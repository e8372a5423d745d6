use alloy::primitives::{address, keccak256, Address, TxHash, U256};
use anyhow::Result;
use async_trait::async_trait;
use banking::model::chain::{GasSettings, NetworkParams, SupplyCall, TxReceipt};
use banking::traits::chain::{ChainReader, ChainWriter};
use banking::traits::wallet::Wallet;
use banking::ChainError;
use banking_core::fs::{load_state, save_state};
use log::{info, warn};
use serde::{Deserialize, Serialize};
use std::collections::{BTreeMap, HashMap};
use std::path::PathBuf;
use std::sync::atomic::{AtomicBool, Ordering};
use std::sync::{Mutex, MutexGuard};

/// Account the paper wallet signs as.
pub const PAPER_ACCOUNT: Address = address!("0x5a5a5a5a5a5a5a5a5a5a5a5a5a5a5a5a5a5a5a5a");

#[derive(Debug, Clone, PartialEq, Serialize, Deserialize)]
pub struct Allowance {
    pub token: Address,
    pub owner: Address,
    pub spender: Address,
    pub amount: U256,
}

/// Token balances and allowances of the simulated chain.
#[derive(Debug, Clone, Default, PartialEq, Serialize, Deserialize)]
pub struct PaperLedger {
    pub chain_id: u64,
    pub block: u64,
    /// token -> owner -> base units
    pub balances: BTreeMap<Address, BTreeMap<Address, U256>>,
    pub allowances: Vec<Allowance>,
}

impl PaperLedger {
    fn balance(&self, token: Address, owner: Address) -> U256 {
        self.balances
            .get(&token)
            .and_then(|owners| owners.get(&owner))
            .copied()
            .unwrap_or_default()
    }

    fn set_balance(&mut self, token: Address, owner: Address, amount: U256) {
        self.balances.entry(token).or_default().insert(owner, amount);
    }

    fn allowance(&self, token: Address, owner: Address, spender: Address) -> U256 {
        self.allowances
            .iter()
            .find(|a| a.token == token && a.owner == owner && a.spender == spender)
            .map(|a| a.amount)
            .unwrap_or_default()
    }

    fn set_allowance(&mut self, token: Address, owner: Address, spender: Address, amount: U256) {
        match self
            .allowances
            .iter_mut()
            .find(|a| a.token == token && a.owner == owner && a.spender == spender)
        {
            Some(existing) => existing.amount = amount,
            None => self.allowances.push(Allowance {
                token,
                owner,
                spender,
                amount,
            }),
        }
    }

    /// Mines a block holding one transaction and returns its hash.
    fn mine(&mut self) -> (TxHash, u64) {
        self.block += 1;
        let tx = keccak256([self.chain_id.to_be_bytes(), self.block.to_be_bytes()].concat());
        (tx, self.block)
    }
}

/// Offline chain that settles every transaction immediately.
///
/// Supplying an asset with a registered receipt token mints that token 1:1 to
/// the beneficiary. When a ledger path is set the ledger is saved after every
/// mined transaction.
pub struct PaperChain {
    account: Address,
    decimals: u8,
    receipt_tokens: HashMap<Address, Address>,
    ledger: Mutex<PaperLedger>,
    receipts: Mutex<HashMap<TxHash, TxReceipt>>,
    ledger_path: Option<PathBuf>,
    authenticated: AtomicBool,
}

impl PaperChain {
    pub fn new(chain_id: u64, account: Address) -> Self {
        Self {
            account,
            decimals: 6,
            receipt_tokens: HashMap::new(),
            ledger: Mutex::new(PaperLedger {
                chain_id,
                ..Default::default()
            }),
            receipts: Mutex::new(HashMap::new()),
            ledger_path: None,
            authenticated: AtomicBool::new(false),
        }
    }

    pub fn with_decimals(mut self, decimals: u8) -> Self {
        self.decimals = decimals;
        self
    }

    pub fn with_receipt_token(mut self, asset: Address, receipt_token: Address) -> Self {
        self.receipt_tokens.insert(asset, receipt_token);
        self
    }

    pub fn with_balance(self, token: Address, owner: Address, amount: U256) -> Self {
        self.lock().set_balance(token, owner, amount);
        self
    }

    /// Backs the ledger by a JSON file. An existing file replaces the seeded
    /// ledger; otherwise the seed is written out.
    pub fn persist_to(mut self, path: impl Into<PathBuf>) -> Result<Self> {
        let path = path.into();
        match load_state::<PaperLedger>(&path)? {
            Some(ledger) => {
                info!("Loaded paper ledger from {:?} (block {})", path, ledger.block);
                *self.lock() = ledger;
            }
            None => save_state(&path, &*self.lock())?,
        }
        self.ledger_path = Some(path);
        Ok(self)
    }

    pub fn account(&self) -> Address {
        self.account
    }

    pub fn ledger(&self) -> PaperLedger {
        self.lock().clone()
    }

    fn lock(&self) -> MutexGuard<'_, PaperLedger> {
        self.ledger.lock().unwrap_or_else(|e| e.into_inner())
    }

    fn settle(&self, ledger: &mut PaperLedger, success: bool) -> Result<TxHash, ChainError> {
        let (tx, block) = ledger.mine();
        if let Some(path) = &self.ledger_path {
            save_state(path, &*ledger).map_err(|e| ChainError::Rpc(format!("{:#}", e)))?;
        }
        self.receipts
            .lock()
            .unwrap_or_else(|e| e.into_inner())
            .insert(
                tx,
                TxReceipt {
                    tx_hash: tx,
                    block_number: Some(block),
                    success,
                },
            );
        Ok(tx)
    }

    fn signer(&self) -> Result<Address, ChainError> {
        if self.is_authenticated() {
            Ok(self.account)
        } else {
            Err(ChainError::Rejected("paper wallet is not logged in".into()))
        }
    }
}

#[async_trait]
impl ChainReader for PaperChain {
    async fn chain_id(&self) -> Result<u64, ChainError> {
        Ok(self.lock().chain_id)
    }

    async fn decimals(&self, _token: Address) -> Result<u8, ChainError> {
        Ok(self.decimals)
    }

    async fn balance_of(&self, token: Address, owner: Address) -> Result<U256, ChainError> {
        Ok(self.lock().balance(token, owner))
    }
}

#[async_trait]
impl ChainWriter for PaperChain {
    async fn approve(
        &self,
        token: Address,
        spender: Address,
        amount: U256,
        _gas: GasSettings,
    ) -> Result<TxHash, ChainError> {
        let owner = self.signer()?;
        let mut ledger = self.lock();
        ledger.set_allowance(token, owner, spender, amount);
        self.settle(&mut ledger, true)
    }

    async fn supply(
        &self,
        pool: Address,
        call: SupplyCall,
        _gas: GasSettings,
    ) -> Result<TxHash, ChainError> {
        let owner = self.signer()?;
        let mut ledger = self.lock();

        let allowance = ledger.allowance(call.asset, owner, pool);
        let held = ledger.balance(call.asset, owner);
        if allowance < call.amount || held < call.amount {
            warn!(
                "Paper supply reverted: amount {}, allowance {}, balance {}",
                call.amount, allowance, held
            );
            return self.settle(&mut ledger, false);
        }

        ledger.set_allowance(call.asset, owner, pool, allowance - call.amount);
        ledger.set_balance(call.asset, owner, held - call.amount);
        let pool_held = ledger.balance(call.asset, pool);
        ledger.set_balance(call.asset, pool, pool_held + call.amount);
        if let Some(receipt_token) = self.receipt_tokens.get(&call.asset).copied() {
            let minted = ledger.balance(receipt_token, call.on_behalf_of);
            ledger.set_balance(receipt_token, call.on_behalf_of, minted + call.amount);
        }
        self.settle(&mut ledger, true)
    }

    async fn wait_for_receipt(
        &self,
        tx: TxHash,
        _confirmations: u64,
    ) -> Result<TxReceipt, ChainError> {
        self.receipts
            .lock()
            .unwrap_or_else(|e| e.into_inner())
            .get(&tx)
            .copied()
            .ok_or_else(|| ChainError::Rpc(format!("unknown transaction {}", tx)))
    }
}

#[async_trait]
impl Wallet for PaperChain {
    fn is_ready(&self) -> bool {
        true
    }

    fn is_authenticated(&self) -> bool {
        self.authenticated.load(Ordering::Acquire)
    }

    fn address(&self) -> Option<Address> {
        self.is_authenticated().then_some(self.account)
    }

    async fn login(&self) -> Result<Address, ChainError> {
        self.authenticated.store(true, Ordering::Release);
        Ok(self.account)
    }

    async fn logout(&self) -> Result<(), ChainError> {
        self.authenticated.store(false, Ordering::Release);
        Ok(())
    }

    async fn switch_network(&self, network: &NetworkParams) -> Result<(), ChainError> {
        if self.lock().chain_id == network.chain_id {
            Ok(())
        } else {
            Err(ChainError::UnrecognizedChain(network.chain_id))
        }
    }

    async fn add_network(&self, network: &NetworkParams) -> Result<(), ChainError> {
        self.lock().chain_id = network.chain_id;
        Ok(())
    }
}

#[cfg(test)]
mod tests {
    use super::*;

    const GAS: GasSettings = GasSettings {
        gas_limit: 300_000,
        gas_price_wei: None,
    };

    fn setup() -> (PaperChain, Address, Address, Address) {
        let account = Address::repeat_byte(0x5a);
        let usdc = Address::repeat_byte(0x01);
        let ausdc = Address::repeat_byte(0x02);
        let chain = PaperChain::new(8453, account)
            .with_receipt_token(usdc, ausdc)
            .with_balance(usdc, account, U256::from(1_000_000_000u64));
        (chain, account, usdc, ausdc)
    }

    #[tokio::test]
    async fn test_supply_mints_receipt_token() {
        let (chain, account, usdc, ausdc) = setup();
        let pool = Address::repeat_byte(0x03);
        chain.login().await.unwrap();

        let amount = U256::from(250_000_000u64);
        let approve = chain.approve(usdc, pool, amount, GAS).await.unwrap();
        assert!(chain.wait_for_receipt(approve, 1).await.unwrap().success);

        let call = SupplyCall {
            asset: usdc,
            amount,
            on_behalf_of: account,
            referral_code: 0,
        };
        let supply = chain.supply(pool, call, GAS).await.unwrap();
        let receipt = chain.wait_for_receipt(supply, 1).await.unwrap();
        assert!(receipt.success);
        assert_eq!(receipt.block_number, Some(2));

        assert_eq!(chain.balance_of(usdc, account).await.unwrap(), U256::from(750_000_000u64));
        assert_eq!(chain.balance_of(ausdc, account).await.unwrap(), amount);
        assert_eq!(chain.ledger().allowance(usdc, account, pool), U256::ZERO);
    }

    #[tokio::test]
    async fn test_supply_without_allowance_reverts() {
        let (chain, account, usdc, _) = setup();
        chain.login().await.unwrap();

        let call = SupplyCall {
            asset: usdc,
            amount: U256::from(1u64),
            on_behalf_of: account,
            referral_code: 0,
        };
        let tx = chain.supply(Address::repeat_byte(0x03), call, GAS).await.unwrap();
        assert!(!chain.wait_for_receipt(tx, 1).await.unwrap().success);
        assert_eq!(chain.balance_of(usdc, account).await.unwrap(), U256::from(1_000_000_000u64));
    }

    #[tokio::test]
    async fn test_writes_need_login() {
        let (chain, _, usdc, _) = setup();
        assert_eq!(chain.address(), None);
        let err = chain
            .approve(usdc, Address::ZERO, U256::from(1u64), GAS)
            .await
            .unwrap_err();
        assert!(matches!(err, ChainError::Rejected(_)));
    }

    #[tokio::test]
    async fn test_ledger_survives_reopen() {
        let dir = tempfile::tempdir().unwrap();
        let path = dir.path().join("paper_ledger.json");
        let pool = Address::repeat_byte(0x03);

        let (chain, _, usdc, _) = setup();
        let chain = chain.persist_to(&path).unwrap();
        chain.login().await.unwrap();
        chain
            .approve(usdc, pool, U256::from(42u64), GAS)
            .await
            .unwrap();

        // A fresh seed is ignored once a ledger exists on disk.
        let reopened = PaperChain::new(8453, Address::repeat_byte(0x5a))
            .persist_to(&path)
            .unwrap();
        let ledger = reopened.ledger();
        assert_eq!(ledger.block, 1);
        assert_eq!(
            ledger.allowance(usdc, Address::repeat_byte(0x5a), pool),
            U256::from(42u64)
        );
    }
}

━━━

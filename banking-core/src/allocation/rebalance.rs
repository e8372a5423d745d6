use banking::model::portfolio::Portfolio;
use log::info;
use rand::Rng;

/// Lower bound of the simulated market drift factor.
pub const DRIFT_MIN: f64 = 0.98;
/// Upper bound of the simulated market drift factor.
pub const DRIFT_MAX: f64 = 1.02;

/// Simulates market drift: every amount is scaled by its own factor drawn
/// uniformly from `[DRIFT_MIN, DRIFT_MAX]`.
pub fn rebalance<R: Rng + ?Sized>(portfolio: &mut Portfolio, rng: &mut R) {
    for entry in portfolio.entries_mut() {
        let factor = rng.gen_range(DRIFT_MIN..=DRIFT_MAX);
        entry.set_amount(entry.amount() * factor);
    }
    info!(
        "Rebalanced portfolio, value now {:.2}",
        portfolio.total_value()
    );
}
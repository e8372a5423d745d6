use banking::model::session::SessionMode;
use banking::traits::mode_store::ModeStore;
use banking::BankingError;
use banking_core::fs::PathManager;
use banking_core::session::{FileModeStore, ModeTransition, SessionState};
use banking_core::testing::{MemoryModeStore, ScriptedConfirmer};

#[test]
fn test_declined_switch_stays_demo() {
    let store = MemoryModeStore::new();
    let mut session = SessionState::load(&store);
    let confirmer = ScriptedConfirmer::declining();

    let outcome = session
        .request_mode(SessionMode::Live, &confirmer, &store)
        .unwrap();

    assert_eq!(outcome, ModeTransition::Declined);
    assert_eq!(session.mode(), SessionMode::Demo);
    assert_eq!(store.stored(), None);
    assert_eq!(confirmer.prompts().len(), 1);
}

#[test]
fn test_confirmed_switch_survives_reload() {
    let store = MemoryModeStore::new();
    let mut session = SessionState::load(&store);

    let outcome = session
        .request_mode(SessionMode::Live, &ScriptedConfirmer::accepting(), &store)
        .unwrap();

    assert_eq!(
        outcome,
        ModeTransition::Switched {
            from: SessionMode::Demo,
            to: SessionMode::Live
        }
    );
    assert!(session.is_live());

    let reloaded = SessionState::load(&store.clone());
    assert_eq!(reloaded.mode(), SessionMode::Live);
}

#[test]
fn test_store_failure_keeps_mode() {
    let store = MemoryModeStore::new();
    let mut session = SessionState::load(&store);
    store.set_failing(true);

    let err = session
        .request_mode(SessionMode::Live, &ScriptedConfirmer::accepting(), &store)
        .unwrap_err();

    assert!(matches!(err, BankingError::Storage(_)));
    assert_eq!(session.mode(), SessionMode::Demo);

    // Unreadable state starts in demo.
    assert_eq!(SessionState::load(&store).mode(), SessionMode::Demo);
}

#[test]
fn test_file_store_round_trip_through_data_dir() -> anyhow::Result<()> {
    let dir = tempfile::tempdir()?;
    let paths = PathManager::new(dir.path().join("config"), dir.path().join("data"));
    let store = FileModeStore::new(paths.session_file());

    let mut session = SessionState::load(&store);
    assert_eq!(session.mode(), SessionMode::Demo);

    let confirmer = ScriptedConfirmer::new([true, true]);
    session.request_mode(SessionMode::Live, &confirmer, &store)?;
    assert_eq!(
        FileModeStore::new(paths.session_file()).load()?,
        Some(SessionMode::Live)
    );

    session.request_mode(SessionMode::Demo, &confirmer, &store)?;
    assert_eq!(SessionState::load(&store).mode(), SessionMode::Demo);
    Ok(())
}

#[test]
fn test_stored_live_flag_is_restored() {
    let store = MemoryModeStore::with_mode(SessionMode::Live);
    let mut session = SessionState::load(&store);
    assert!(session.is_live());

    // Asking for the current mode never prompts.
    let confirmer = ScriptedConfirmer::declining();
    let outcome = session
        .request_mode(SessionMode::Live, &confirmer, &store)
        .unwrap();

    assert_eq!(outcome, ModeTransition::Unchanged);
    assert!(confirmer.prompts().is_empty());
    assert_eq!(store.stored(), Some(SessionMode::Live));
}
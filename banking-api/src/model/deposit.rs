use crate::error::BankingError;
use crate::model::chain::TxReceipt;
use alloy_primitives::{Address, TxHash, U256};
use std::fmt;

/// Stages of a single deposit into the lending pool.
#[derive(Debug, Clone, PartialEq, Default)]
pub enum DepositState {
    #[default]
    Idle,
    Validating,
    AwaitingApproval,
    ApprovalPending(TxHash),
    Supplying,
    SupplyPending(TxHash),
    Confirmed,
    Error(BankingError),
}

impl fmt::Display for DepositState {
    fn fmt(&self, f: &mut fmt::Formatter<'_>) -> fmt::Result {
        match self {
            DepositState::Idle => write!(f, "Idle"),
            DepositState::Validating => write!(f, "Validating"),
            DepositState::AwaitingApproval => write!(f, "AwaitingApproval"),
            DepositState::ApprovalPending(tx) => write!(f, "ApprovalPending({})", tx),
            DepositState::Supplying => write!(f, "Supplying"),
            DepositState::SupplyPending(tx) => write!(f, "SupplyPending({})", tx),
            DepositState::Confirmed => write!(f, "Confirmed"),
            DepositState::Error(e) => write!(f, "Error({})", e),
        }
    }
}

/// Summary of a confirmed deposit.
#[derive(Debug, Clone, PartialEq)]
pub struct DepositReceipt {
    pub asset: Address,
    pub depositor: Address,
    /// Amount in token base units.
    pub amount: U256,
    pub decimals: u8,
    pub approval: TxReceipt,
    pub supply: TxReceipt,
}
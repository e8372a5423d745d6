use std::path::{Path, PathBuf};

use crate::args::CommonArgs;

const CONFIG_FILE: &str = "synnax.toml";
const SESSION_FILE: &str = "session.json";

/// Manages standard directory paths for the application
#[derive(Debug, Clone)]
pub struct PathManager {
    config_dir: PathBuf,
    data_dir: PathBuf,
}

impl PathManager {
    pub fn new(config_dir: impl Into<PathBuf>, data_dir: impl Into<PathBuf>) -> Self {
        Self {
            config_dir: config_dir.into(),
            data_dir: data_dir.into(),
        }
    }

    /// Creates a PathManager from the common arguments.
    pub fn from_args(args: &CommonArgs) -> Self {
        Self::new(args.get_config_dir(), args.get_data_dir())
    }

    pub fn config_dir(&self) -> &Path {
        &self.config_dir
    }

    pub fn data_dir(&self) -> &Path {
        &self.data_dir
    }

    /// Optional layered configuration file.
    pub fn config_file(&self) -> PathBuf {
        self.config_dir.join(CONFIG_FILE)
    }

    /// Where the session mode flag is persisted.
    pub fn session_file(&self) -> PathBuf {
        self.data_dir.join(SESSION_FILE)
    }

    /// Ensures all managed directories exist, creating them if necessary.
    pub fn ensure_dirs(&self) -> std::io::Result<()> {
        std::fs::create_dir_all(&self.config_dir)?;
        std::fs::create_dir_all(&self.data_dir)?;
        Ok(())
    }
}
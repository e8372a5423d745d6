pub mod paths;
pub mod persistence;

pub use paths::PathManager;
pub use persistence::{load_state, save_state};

━━━

● EXERCISE
Filter the entries down to the lines holding the string "NetworkParams". Copy each of those lines.

● TASK SOLUTION
use banking::model::chain::{GasSettings, NetworkParams, SupplyCall, TxReceipt};
    async fn switch_network(&self, network: &NetworkParams) -> Result<(), ChainError> {
    async fn add_network(&self, network: &NetworkParams) -> Result<(), ChainError> {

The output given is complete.